• **Problem requirements**
Please retype the records that appear below, exactly and in full.

• **The records**
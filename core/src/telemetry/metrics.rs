use std::sync::Mutex;

/// Point-in-time view of the run counters.
#[derive(Debug, Clone, Copy, Default, PartialEq, Eq)]
pub struct MetricsSnapshot {
    pub tables_built: usize,
    pub samples_emitted: usize,
    pub errors: usize,
}

pub struct MetricsRecorder {
    inner: Mutex<MetricsSnapshot>,
}

impl MetricsRecorder {
    pub fn new() -> Self {
        Self {
            inner: Mutex::new(MetricsSnapshot::default()),
        }
    }

    pub fn record_table(&self, samples: usize) {
        if let Ok(mut metrics) = self.inner.lock() {
            metrics.tables_built += 1;
            metrics.samples_emitted += samples;
        }
    }

    pub fn record_error(&self) {
        if let Ok(mut metrics) = self.inner.lock() {
            metrics.errors += 1;
        }
    }

    pub fn snapshot(&self) -> MetricsSnapshot {
        self.inner
            .lock()
            .map(|metrics| *metrics)
            .unwrap_or_default()
    }
}

impl Default for MetricsRecorder {
    fn default() -> Self {
        Self::new()
    }
}
pub mod spectrum;
pub mod stats;

pub use spectrum::SpectrumAnalyzer;
pub use stats::Stats;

• **Written reply**
filename core/src/telemetry/metrics.rs
use std::sync::Mutex;

/// Point-in-time view of the run counters.
#[derive(Debug, Clone, Copy, Default, PartialEq, Eq)]
pub struct MetricsSnapshot {
    pub tables_built: usize,
    pub samples_emitted: usize,
    pub errors: usize,
}

pub struct MetricsRecorder {
    inner: Mutex<MetricsSnapshot>,
}

impl MetricsRecorder {
    pub fn new() -> Self {
        Self {
            inner: Mutex::new(MetricsSnapshot::default()),
        }
    }

    pub fn record_table(&self, samples: usize) {
        if let Ok(mut metrics) = self.inner.lock() {
            metrics.tables_built += 1;
            metrics.samples_emitted += samples;
        }
    }

    pub fn record_error(&self) {
        if let Ok(mut metrics) = self.inner.lock() {
            metrics.errors += 1;
        }
    }

    pub fn snapshot(&self) -> MetricsSnapshot {
        self.inner
            .lock()
            .map(|metrics| *metrics)
            .unwrap_or_default()
    }
}

impl Default for MetricsRecorder {
    fn default() -> Self {
        Self::new()
    }
}
pub mod spectrum;
pub mod stats;

pub use spectrum::SpectrumAnalyzer;
pub use stats::Stats;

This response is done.